EXERCISE REQUIREMENTS: Where does the string "word" occur in the records below? Copy every line that holds it.

=======

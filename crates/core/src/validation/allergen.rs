use std::collections::BTreeSet;
use std::sync::OnceLock;

use regex::Regex;
use serde::{Deserialize, Serialize};

use crate::domain::allergen::Allergen;
use crate::domain::menu::MenuCatalog;
use crate::domain::session::Session;
use crate::validation::constraints::ConstraintTracker;
use crate::validation::dishes::{detect_dishes, distinct_items, sentence_around};

const SAFETY_CLAIM_PATTERN: &str =
    r"(?i)\b(?P<free>[a-z]+)[\s-]*free\b|\b(?:contains\s+no|no|without)\s+(?P<absent>[a-z]+)\b";

fn safety_claim_regex() -> &'static Regex {
    static PATTERN: OnceLock<Regex> = OnceLock::new();
    PATTERN.get_or_init(|| Regex::new(SAFETY_CLAIM_PATTERN).expect("safety claim pattern compiles"))
}

#[derive(Clone, Copy, Debug, PartialEq, Eq, Serialize, Deserialize)]
#[serde(rename_all = "snake_case")]
pub enum ViolationKind {
    /// A mentioned dish contains something the guest said they cannot eat.
    UnsafeRecommendation,
    /// A dish is described as free of an allergen it actually contains.
    AllergenMisinformation,
}

impl ViolationKind {
    pub fn as_str(self) -> &'static str {
        match self {
            Self::UnsafeRecommendation => "unsafe_recommendation",
            Self::AllergenMisinformation => "allergen_misinformation",
        }
    }
}

#[derive(Clone, Debug, PartialEq, Eq, Serialize, Deserialize)]
pub struct AllergenViolation {
    pub kind: ViolationKind,
    pub dish: String,
    pub allergens: BTreeSet<Allergen>,
}

#[derive(Clone, Debug, PartialEq, Eq, Serialize, Deserialize)]
#[serde(tag = "verdict", content = "violations", rename_all = "snake_case")]
pub enum AllergenVerdict {
    Safe,
    Unsafe(Vec<AllergenViolation>),
}

impl AllergenVerdict {
    pub fn is_safe(&self) -> bool {
        matches!(self, Self::Safe)
    }

    pub fn violations(&self) -> &[AllergenViolation] {
        match self {
            Self::Safe => &[],
            Self::Unsafe(violations) => violations,
        }
    }
}

/// Blocks replies that put a guest's declared allergens in front of them.
///
/// Every mention counts, including "avoid the Pad Thai, it has peanuts". Telling
/// a warning from a recommendation is left to humans.
#[derive(Clone, Debug, Default)]
pub struct AllergenValidator {
    tracker: ConstraintTracker,
}

impl AllergenValidator {
    pub fn new() -> Self {
        Self::default()
    }

    pub fn validate(
        &self,
        generated_text: &str,
        session: &Session,
        menu: &MenuCatalog,
    ) -> AllergenVerdict {
        self.validate_constraints(generated_text, &session.constraints, menu)
    }

    pub fn validate_constraints(
        &self,
        generated_text: &str,
        constraints: &BTreeSet<Allergen>,
        menu: &MenuCatalog,
    ) -> AllergenVerdict {
        let mentions = detect_dishes(generated_text, menu);
        let mut violations = Vec::new();

        for item in distinct_items(&mentions) {
            let unsafe_tags: BTreeSet<Allergen> =
                item.allergens.intersection(constraints).copied().collect();
            if !unsafe_tags.is_empty() {
                violations.push(AllergenViolation {
                    kind: ViolationKind::UnsafeRecommendation,
                    dish: item.name.clone(),
                    allergens: unsafe_tags,
                });
            }

            let claimed: BTreeSet<Allergen> = mentions
                .iter()
                .filter(|mention| mention.item.name == item.name)
                .flat_map(|mention| {
                    let (from, to) = sentence_around(generated_text, mention.start, mention.end);
                    self.claimed_absent(&generated_text[from..to])
                })
                .collect();
            let contradicted: BTreeSet<Allergen> =
                item.allergens.intersection(&claimed).copied().collect();
            if !contradicted.is_empty() {
                violations.push(AllergenViolation {
                    kind: ViolationKind::AllergenMisinformation,
                    dish: item.name.clone(),
                    allergens: contradicted,
                });
            }
        }

        if violations.is_empty() {
            AllergenVerdict::Safe
        } else {
            AllergenVerdict::Unsafe(violations)
        }
    }

    /// Allergens a sentence claims are absent ("gluten-free", "no dairy").
    fn claimed_absent(&self, sentence: &str) -> BTreeSet<Allergen> {
        let mut claimed = BTreeSet::new();
        for captures in safety_claim_regex().captures_iter(sentence) {
            let Some(word) = captures.name("free").or_else(|| captures.name("absent")) else {
                continue;
            };
            let word = word.as_str().to_ascii_lowercase();
            if word == "nut" || word == "nuts" {
                claimed.insert(Allergen::Peanuts);
            }
            claimed.extend(self.tracker.extract(&word));
        }
        claimed
    }
}

#[cfg(test)]
mod tests {
    use std::collections::BTreeSet;

    use rust_decimal::Decimal;

    use super::{AllergenValidator, AllergenVerdict, ViolationKind};
    use crate::domain::allergen::Allergen;
    use crate::domain::menu::{MenuCatalog, MenuItem};
    use crate::domain::session::{Session, SessionId};
    use crate::fixtures::sample_menu;

    fn session_with(tags: &[Allergen]) -> Session {
        let mut session = Session::new(SessionId::new("guest-1"));
        session.merge_constraints(tags.iter().copied());
        session
    }

    #[test]
    fn peanut_dish_is_unsafe_for_peanut_allergy() {
        let menu = sample_menu();
        let session = session_with(&[Allergen::Peanuts]);

        let verdict = AllergenValidator::new().validate(
            "I recommend the Pad Thai, it's delicious!",
            &session,
            &menu,
        );

        let violations = verdict.violations();
        assert_eq!(violations.len(), 1);
        assert_eq!(violations[0].kind, ViolationKind::UnsafeRecommendation);
        assert_eq!(violations[0].dish, "Pad Thai");
        assert_eq!(violations[0].allergens, BTreeSet::from([Allergen::Peanuts]));
    }

    #[test]
    fn safe_dishes_pass() {
        let menu = sample_menu();
        let session = session_with(&[Allergen::Peanuts]);

        let verdict = AllergenValidator::new().validate(
            "The Grilled Chicken Breast and a Fruit Salad would be great.",
            &session,
            &menu,
        );
        assert_eq!(verdict, AllergenVerdict::Safe);
    }

    #[test]
    fn upper_case_non_ascii_dish_names_are_still_checked() {
        let menu = MenuCatalog::new(vec![MenuItem::new(
            "Crème Brûlée",
            Decimal::new(799, 2),
            [Allergen::Dairy, Allergen::Eggs],
            "desserts",
        )])
        .expect("valid menu");
        let session = session_with(&[Allergen::Dairy]);

        let verdict =
            AllergenValidator::new().validate("Our CRÈME BRÛLÉE is a must!", &session, &menu);

        let violations = verdict.violations();
        assert_eq!(violations.len(), 1);
        assert_eq!(violations[0].dish, "Crème Brûlée");
    }

    #[test]
    fn warnings_still_block() {
        let menu = sample_menu();
        let session = session_with(&[Allergen::Dairy]);

        let verdict = AllergenValidator::new().validate(
            "Please avoid the Ice Cream since it contains dairy.",
            &session,
            &menu,
        );
        assert!(!verdict.is_safe());
    }

    #[test]
    fn every_violating_dish_is_listed_in_text_order() {
        let menu = sample_menu();
        let session = session_with(&[Allergen::Gluten, Allergen::Eggs]);

        let verdict = AllergenValidator::new().validate(
            "Try the Garlic Bread, then the Chocolate Cake.",
            &session,
            &menu,
        );

        let dishes: Vec<&str> = verdict.violations().iter().map(|v| v.dish.as_str()).collect();
        assert_eq!(dishes, vec!["Garlic Bread", "Chocolate Cake"]);
        assert_eq!(
            verdict.violations()[1].allergens,
            BTreeSet::from([Allergen::Gluten, Allergen::Eggs])
        );
    }

    #[test]
    fn no_constraints_and_no_claims_is_safe() {
        let menu = sample_menu();
        let session = session_with(&[]);
        let verdict =
            AllergenValidator::new().validate("The Pad Thai is $13.99.", &session, &menu);
        assert!(verdict.is_safe());
    }

    #[test]
    fn false_free_claim_is_misinformation_without_constraints() {
        let menu = sample_menu();
        let session = session_with(&[]);

        let verdict = AllergenValidator::new().validate(
            "Our Pad Thai is completely peanut-free.",
            &session,
            &menu,
        );

        let violations = verdict.violations();
        assert_eq!(violations.len(), 1);
        assert_eq!(violations[0].kind, ViolationKind::AllergenMisinformation);
        assert_eq!(violations[0].allergens, BTreeSet::from([Allergen::Peanuts]));
    }

    #[test]
    fn claim_phrasings_map_onto_tags() {
        let menu = sample_menu();
        let session = session_with(&[]);
        let validator = AllergenValidator::new();

        let verdict = validator.validate("The Vegetable Curry is lactose free.", &session, &menu);
        assert_eq!(verdict.violations()[0].allergens, BTreeSet::from([Allergen::Dairy]));

        let verdict =
            validator.validate("Margherita Pizza is made without gluten.", &session, &menu);
        assert_eq!(verdict.violations()[0].allergens, BTreeSet::from([Allergen::Gluten]));

        let verdict = validator.validate("Pad Thai contains no nuts.", &session, &menu);
        assert_eq!(verdict.violations()[0].allergens, BTreeSet::from([Allergen::Peanuts]));
    }

    #[test]
    fn true_free_claims_and_other_sentences_are_fine() {
        let menu = sample_menu();
        let session = session_with(&[]);
        let validator = AllergenValidator::new();

        assert!(validator.validate("The Fruit Salad is gluten-free.", &session, &menu).is_safe());
        let text = "Pad Thai is popular. Our kitchen also offers gluten-free bread.";
        assert!(validator.validate(text, &session, &menu).is_safe());
    }
}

=======

OUTPUT OF THE EXERCISE:
            let Some(word) = captures.name("free").or_else(|| captures.name("absent")) else {
            let word = word.as_str().to_ascii_lowercase();
            if word == "nut" || word == "nuts" {
            claimed.extend(self.tracker.extract(&word));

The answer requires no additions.